Out of necessity, weekend services had to be cancelled, leaving Father Peter and his flock to anticipate and navigate ongoing storm force winds, multiple high tide cycles of 10 foot storm surge, wind damage and flooding.


“Soon after Florence made landfall, we began to receive reports from parishioners of major uninsured losses, lost wages and tremendous hardship—and the ‘worst’ hasn’t even started, according to disaster response officials,” Father Peter explained.  “And right now, due to major highway closures with no way in or out of Wilmington, evacuees will be forced to wait a considerable time before returning, relief workers’ arrivals will be delayed, and deliveries of essentials such as food, water and fuel will be limited for some time.  This will be a months-long recovery.”

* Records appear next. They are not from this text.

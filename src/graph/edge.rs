//! 边标识定义
//!
//! 无向边由一对无序顶点确定，边 ID 必须与端点顺序无关

use crate::graph::vertex::VertexId;
use serde::{Deserialize, Serialize};
use std::fmt;
use std::hash::Hash;

/// 可作为边表键的边标识
///
/// 实现必须满足 `from_endpoints(a, b) == from_endpoints(b, a)`，
/// 否则同一对顶点之间可能出现两条边。
pub trait EdgeKey: Eq + Hash + Clone {
    /// 由两个端点构造边标识
    fn from_endpoints(a: VertexId, b: VertexId) -> Self;

    /// 获取边的两个端点
    fn endpoints(&self) -> (VertexId, VertexId);
}

/// 规范化的边 ID，始终满足 `a <= b`
///
/// 字段不公开，只能经 `new` 或反序列化（同样经过 `new`）构造。
#[derive(Debug, Clone, Copy, PartialEq, Eq, PartialOrd, Ord, Hash, Serialize, Deserialize)]
#[serde(from = "RawEdgeId")]
pub struct EdgeId {
    a: VertexId,
    b: VertexId,
}

/// 反序列化时的未规范化形式
#[derive(Deserialize)]
struct RawEdgeId {
    a: VertexId,
    b: VertexId,
}

impl From<RawEdgeId> for EdgeId {
    fn from(raw: RawEdgeId) -> Self {
        Self::new(raw.a, raw.b)
    }
}

impl EdgeId {
    /// 创建边 ID（端点按升序排列）
    pub fn new(a: VertexId, b: VertexId) -> Self {
        if a <= b {
            Self { a, b }
        } else {
            Self { a: b, b: a }
        }
    }

    /// 较小的端点
    pub fn a(&self) -> VertexId {
        self.a
    }

    /// 较大的端点
    pub fn b(&self) -> VertexId {
        self.b
    }

    /// 边是否与顶点相连
    pub fn contains(&self, v: VertexId) -> bool {
        self.a == v || self.b == v
    }

    /// 获取另一端点
    pub fn other(&self, v: VertexId) -> Option<VertexId> {
        if v == self.a {
            Some(self.b)
        } else if v == self.b {
            Some(self.a)
        } else {
            None
        }
    }
}

impl EdgeKey for EdgeId {
    fn from_endpoints(a: VertexId, b: VertexId) -> Self {
        Self::new(a, b)
    }

    fn endpoints(&self) -> (VertexId, VertexId) {
        (self.a, self.b)
    }
}

impl From<(i64, i64)> for EdgeId {
    fn from((a, b): (i64, i64)) -> Self {
        Self::new(VertexId(a), VertexId(b))
    }
}

impl fmt::Display for EdgeId {
    fn fmt(&self, f: &mut fmt::Formatter<'_>) -> fmt::Result {
        write!(f, "{}-{}", self.a, self.b)
    }
}

#[cfg(test)]
mod tests {
    use super::*;

    #[test]
    fn test_edge_id_canonical() {
        let e1 = EdgeId::new(VertexId::new(2), VertexId::new(1));
        let e2 = EdgeId::new(VertexId::new(1), VertexId::new(2));

        assert_eq!(e1, e2);
        assert_eq!(e1.a().as_i64(), 1);
        assert_eq!(e1.b().as_i64(), 2);
        assert_eq!(EdgeId::from((5, 3)), EdgeId::from((3, 5)));
    }

    #[test]
    fn test_edge_key_symmetric() {
        let a = VertexId::new(10);
        let b = VertexId::new(-4);

        assert_eq!(EdgeId::from_endpoints(a, b), EdgeId::from_endpoints(b, a));
        assert_eq!(EdgeId::from_endpoints(a, b).endpoints(), (b, a));
    }

    #[test]
    fn test_edge_id_deserialize_canonical() {
        let e: EdgeId = serde_json::from_str(r#"{"a":2,"b":1}"#).unwrap();

        assert_eq!(e, EdgeId::from((1, 2)));
        assert_eq!(e.endpoints(), (VertexId::new(1), VertexId::new(2)));

        let json = serde_json::to_string(&e).unwrap();
        assert_eq!(json, r#"{"a":1,"b":2}"#);
        assert_eq!(serde_json::from_str::<EdgeId>(&json).unwrap(), e);
    }

    #[test]
    fn test_edge_id_other() {
        let e = EdgeId::from((1, 2));

        assert!(e.contains(VertexId::new(1)));
        assert!(!e.contains(VertexId::new(3)));
        assert_eq!(e.other(VertexId::new(1)), Some(VertexId::new(2)));
        assert_eq!(e.other(VertexId::new(2)), Some(VertexId::new(1)));
        assert_eq!(e.other(VertexId::new(3)), None);
        assert_eq!(e.to_string(), "1-2");
    }
}
//! 图核心模块
//!
//! 定义顶点、边标识、邻接索引和无向图容器

mod edge;
mod graph;
mod index;
mod vertex;

pub use edge::{EdgeId, EdgeKey};
pub use graph::{Neighbors, UndirectedGraph};
pub use index::AdjacencyIndex;
pub use vertex::VertexId;
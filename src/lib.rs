//! Lap Clock - an elapsed-time tracking engine with a terminal stopwatch host
//!
//! The core is [`ElapsedTimeTracker`], a small start/stop/reset state machine
//! polled for the current elapsed time. The remaining modules wrap it for a
//! host that reads commands and redraws the time on a refresh tick.

pub mod config;
pub mod control;
pub mod state;
pub mod tasks;
pub mod utils;

// Re-export commonly used types
pub use config::Config;
pub use control::{Command, StatusSnapshot};
pub use state::{Clock, ElapsedTimeTracker, MonotonicClock, SharedTracker, TimerState};
pub use utils::{format_elapsed, parse_elapsed, shutdown_signal};
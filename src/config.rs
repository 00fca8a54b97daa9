//! Configuration and CLI argument handling

use std::time::Duration;
use clap::Parser;

use crate::{tasks::DisplayMode, utils::parse_elapsed};

const MIN_REFRESH_HZ: u32 = 1;
const MAX_REFRESH_HZ: u32 = 240;

/// CLI argument parsing structure
#[derive(Parser, Debug)]
#[command(name = "lap-clock")]
#[command(about = "A terminal stopwatch driven by start/stop/reset commands on stdin")]
#[command(version)]
pub struct Config {
    /// Display refresh rate in frames per second
    #[arg(short, long, default_value = "30")]
    pub refresh_hz: u32,

    /// Emit JSON status lines instead of a redrawn text line
    #[arg(long)]
    pub json: bool,

    /// Initial accumulated time, as MM:SS.CC
    #[arg(long)]
    pub seed: Option<String>,

    /// Start running immediately
    #[arg(long)]
    pub start: bool,

    /// Enable verbose logging
    #[arg(short, long)]
    pub verbose: bool,
}

impl Config {
    /// Parse configuration from command line arguments
    pub fn parse() -> Self {
        Parser::parse()
    }

    /// Time between display frames, with the rate clamped to a sane range
    pub fn refresh_interval(&self) -> Duration {
        let hz = self.refresh_hz.clamp(MIN_REFRESH_HZ, MAX_REFRESH_HZ);
        Duration::from_secs_f64(1.0 / f64::from(hz))
    }

    /// Get the display mode based on the json flag
    pub fn display_mode(&self) -> DisplayMode {
        if self.json { DisplayMode::Json } else { DisplayMode::Text }
    }

    /// Parse the `--seed` value, if given
    pub fn initial_base(&self) -> Result<Option<Duration>, String> {
        match &self.seed {
            None => Ok(None),
            Some(text) => parse_elapsed(text)
                .map(Some)
                .ok_or_else(|| format!("Invalid --seed value '{}', expected MM:SS.CC", text)),
        }
    }

    /// Get the appropriate log level based on verbose flag
    pub fn log_level(&self) -> &'static str {
        if self.verbose { "debug" } else { "info" }
    }
}

#[cfg(test)]
mod tests {
    use super::*;
    use pretty_assertions::assert_eq;

    fn config(args: &[&str]) -> Config {
        Config::try_parse_from(std::iter::once("lap-clock").chain(args.iter().copied())).unwrap()
    }

    #[test]
    fn test_defaults() {
        let config = config(&[]);
        assert_eq!(config.refresh_hz, 30);
        assert_eq!(config.display_mode(), DisplayMode::Text);
        assert_eq!(config.initial_base(), Ok(None));
        assert_eq!(config.log_level(), "info");
        assert!(!config.start);
    }

    #[test]
    fn test_refresh_interval_is_clamped() {
        assert_eq!(config(&["--refresh-hz", "10"]).refresh_interval(), Duration::from_millis(100));
        assert_eq!(config(&["-r", "0"]).refresh_interval(), Duration::from_secs(1));
        assert!(config(&["-r", "10000"]).refresh_interval() >= Duration::from_millis(4));
    }

    #[test]
    fn test_seed_flag() {
        assert_eq!(
            config(&["--seed", "01:30"]).initial_base(),
            Ok(Some(Duration::from_secs(90)))
        );
        assert!(config(&["--seed", "later"]).initial_base().is_err());
    }

    #[test]
    fn test_flags() {
        let config = config(&["--json", "--start", "-v"]);
        assert_eq!(config.display_mode(), DisplayMode::Json);
        assert_eq!(config.log_level(), "debug");
        assert!(config.start);
    }
}
//! Background tasks module
//!
//! This module contains the tasks the host runs around the shared tracker.

pub mod command_input;
pub mod display_refresh;

// Re-export main functions
pub use command_input::{command_input_task, spawn_stdin_reader};
pub use display_refresh::{display_refresh_task, DisplayAdapter, DisplayMode};
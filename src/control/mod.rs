//! Control surface module
//!
//! This module contains the commands the host accepts, their handlers, and the
//! snapshot structure shown to the user.

pub mod commands;
pub mod handlers;
pub mod responses;

pub use commands::Command;
pub use handlers::{handle_command, handle_line, CommandOutcome};
pub use responses::StatusSnapshot;
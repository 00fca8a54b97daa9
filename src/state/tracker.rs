//! Elapsed-time tracker: start/stop/reset accounting with resume-from-base

use std::time::Duration;
use tracing::debug;

use super::{Clock, MonotonicClock, TimerState};

/// Stopwatch engine polled once per display refresh.
///
/// Holds no locks; hosts that drive it from more than one task wrap it in
/// [`SharedTracker`](super::SharedTracker).
#[derive(Debug)]
pub struct ElapsedTimeTracker<C = MonotonicClock> {
    clock: C,
    state: TimerState,
}

impl ElapsedTimeTracker<MonotonicClock> {
    /// Create a stopped tracker on the monotonic clock
    pub fn new() -> Self {
        Self::with_clock(MonotonicClock)
    }
}

impl Default for ElapsedTimeTracker<MonotonicClock> {
    fn default() -> Self {
        Self::new()
    }
}

impl<C: Clock> ElapsedTimeTracker<C> {
    /// Create a stopped tracker reading time from `clock`
    pub fn with_clock(clock: C) -> Self {
        Self {
            clock,
            state: TimerState::new(),
        }
    }

    /// Open a new segment. Accumulated time is kept, so this resumes.
    pub fn start(&mut self) {
        if self.state.running {
            return;
        }
        self.state.segment_start = Some(self.clock.now());
        self.state.running = true;
        debug!("Tracker started from base {:?}", self.state.base_accumulated);
    }

    /// Close the open segment and fold it into the base
    pub fn stop(&mut self) {
        if !self.state.running {
            return;
        }
        let now = self.clock.now();
        self.state.base_accumulated = self.state.elapsed_at(now);
        self.state.segment_start = None;
        self.state.running = false;
        debug!("Tracker stopped at {:?}", self.state.base_accumulated);
    }

    /// Return to the zero state regardless of the current one
    pub fn reset(&mut self) {
        self.state = TimerState::new();
        debug!("Tracker reset");
    }

    /// Stop if running, start otherwise. Returns the new running flag.
    pub fn toggle(&mut self) -> bool {
        if self.state.running {
            self.stop();
        } else {
            self.start();
        }
        self.state.running
    }

    /// Replace the accumulated base while stopped.
    ///
    /// Returns false and leaves the state untouched while running.
    pub fn seed(&mut self, base: Duration) -> bool {
        if self.state.running {
            return false;
        }
        self.state.base_accumulated = base;
        true
    }

    /// Current elapsed time. Never mutates.
    pub fn sample(&self) -> Duration {
        self.state.elapsed_at(self.clock.now())
    }

    /// Check if the tracker is running
    pub fn is_running(&self) -> bool {
        self.state.running
    }

    /// Get the raw timer state
    pub fn state(&self) -> &TimerState {
        &self.state
    }
}
//! State management module
//!
//! This module contains the stopwatch engine, its clock, and the shared wrapper
//! the host drives it through.

pub mod clock;
pub mod shared_tracker;
pub mod timer_state;
pub mod tracker;

// Re-export main types
pub use clock::{Clock, MonotonicClock};
pub use shared_tracker::SharedTracker;
pub use timer_state::TimerState;
pub use tracker::ElapsedTimeTracker;
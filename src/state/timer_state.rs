//! Timer state structure and management

use std::time::Duration;
use tokio::time::Instant;

/// Raw stopwatch bookkeeping: accumulated base plus the open segment, if any
#[derive(Debug, Clone, PartialEq, Eq)]
pub struct TimerState {
    pub running: bool,
    pub base_accumulated: Duration,
    pub segment_start: Option<Instant>,
}

impl TimerState {
    /// Create a zeroed, stopped timer state
    pub fn new() -> Self {
        Self {
            running: false,
            base_accumulated: Duration::ZERO,
            segment_start: None,
        }
    }

    /// Check if the timer is running
    pub fn is_running(&self) -> bool {
        self.running
    }

    /// Elapsed time at `now`: the base, plus the open segment while running.
    /// Saturates at `Duration::MAX`.
    pub fn elapsed_at(&self, now: Instant) -> Duration {
        match self.segment_start {
            Some(started) if self.running => {
                self.base_accumulated.saturating_add(now.saturating_duration_since(started))
            }
            _ => self.base_accumulated,
        }
    }
}

impl Default for TimerState {
    fn default() -> Self {
        Self::new()
    }
}
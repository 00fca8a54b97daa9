//! Lap Clock - a terminal stopwatch
//!
//! This is the main entry point for the lap-clock application.

use std::sync::Arc;
use anyhow::anyhow;
use tracing::info;

use lap_clock::{
    config::Config,
    state::{ElapsedTimeTracker, SharedTracker},
    tasks::{command_input_task, display_refresh_task, spawn_stdin_reader, DisplayAdapter},
    utils::shutdown_signal,
};

#[tokio::main]
async fn main() -> anyhow::Result<()> {
    let config = Config::parse();

    // Logs go to stderr so the display line on stdout stays intact
    tracing_subscriber::fmt()
        .with_env_filter(format!("lap_clock={}", config.log_level()))
        .with_writer(std::io::stderr)
        .init();

    info!("Starting lap-clock v{}", env!("CARGO_PKG_VERSION"));
    info!("Configuration: refresh={}Hz, mode={:?}, start={}",
          config.refresh_hz, config.display_mode(), config.start);

    let mut tracker = ElapsedTimeTracker::new();
    if let Some(base) = config.initial_base().map_err(|e| anyhow!(e))? {
        if !tracker.seed(base) {
            return Err(anyhow!("Failed to seed stopwatch with {:?}", base));
        }
        info!("Seeded stopwatch with {:?}", base);
    }
    let state = Arc::new(SharedTracker::with_tracker(tracker));

    // Start the display refresh background task
    let display = DisplayAdapter::new(tokio::io::stdout(), config.display_mode());
    let display_task = tokio::spawn(display_refresh_task(
        Arc::clone(&state),
        config.refresh_interval(),
        display,
    ));
    tokio::task::yield_now().await;

    if config.start {
        state.start().map_err(|e| anyhow!(e))?;
    }

    let input_task = tokio::spawn(command_input_task(Arc::clone(&state), spawn_stdin_reader()));

    tokio::select! {
        _ = input_task => {}
        _ = shutdown_signal() => {
            info!("Shutdown signal received");
        }
    }

    display_task.abort();

    let final_snapshot = state.snapshot().map_err(|e| anyhow!(e))?;
    let mut display = DisplayAdapter::new(tokio::io::stdout(), config.display_mode());
    display.render(&final_snapshot).await.map_err(|e| anyhow!(e))?;
    display.finish().await.map_err(|e| anyhow!(e))?;

    info!("Stopwatch closed at {}", final_snapshot.display);
    Ok(())
}
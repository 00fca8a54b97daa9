//! Utility functions module
//!
//! This module contains utility functions used throughout the application.

pub mod format;
pub mod signals;

// Re-export main functions
pub use format::{format_elapsed, parse_elapsed};
pub use signals::shutdown_signal;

Archpriest Marcus Burch, Chancellor of the Orthodox Church in America’s Diocese of the South, reported that he had not been apprised of any other OCA parishes or missions in the Carolinas that had been similarly impacted, adding that the slow-moving storm had been somewhat isolated to southeast North Carolina.  He had no reports of damage or related problems from communities in South Carolina as of Sunday, September 15, although at the time of this writing consideration was being given to evacuating Fayetteville, home of the OCA’s Saint Nicholas Mission.

“Father Andrew Cannon, our Assistant Priest, has done a great job keeping in touch with residents who stayed, and reports indicate that everyone is safe,” Father Peter continued.  “At present, I am directing offers of assistance toward International Orthodox Christian Charities [IOCC], and we will inform IOCC of any parishioner needs or will address those needs directly with volunteers from within our own community.”


As reported earlier, IOCC has already set in motion emergency response protocols.  Volunteers interested in helping IOCC with clean-up efforts may register online.

“We have established a GoFundMe page with funds earmarked to go directly to parishioners in need of assistance,” Father Peter added.  “Our parish is not in a position to offer such assistance in any meaningful way right now, and most of our parishioners have evacuated at considerable expense, lost wages and uncertainty about what lies ahead.  We will assist not only our own parishioners, but neighbors and ‘the least of these’ who come to us for help.”  Donations also may be sent directly to Saint Basil Church Hurricane Relief Fund, 4601 Blue Clay Road, Castle Hayne, NC 28429.